Problem requirements:
Retrieve every line from the records in which the word "debug" occurs.

Raw data:
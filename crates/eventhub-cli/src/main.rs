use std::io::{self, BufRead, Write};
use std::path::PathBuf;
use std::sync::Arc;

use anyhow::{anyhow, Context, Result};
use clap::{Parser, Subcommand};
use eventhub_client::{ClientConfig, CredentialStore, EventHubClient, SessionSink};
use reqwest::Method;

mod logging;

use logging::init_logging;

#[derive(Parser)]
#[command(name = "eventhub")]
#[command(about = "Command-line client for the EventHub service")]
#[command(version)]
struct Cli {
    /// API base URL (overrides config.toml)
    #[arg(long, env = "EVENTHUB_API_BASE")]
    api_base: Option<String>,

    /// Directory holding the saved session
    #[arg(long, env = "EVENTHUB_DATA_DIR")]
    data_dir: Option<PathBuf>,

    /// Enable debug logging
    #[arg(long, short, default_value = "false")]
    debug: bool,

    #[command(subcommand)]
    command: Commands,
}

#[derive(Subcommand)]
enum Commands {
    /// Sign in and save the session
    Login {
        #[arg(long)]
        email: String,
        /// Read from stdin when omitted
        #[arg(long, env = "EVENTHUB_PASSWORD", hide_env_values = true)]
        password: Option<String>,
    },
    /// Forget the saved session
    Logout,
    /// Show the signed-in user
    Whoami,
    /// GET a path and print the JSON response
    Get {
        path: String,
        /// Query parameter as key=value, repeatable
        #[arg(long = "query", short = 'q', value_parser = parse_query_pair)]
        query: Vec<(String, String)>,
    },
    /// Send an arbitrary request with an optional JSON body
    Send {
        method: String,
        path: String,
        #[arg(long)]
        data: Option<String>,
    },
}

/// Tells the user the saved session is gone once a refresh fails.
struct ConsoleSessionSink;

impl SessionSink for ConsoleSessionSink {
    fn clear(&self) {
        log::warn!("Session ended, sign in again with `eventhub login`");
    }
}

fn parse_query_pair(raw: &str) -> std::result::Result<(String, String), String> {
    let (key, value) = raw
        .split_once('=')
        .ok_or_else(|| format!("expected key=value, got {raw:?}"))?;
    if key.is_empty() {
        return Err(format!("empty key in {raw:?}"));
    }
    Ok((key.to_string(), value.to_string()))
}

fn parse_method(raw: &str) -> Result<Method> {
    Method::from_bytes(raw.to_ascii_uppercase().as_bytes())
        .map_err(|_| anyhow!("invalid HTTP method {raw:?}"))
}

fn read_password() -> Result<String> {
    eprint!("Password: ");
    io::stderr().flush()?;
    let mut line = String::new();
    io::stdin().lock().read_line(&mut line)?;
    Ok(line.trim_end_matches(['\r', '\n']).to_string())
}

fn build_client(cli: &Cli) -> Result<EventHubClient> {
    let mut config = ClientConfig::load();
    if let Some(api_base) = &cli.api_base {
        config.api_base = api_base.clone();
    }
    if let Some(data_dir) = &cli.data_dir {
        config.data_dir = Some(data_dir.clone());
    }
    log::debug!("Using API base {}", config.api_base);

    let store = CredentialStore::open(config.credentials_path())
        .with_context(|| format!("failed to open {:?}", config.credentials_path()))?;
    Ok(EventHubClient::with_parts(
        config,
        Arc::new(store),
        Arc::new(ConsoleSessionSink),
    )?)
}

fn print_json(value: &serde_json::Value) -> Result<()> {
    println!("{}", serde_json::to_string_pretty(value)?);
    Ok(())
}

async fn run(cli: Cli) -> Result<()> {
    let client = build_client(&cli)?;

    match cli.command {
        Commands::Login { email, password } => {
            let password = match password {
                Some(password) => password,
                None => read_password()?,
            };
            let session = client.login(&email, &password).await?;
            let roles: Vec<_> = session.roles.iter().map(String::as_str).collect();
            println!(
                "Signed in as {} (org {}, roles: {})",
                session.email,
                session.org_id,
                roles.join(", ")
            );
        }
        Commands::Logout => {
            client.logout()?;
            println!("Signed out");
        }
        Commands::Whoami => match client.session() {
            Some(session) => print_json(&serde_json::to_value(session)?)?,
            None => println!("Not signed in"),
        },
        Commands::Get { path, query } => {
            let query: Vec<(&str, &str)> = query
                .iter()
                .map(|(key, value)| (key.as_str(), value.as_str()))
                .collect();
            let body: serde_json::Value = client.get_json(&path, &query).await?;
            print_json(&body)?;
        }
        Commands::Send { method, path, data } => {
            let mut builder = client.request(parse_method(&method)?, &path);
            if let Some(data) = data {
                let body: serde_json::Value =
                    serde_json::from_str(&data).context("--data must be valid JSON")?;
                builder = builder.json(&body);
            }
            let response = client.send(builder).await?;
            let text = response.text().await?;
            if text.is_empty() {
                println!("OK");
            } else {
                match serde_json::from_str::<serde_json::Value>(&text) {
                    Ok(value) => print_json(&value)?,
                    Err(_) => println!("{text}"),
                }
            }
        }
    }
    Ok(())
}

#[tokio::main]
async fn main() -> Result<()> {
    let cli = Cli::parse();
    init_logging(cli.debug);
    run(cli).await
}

Result for this exercise:
    /// Enable debug logging
    debug: bool,
    log::debug!("Using API base {}", config.api_base);
    init_logging(cli.debug);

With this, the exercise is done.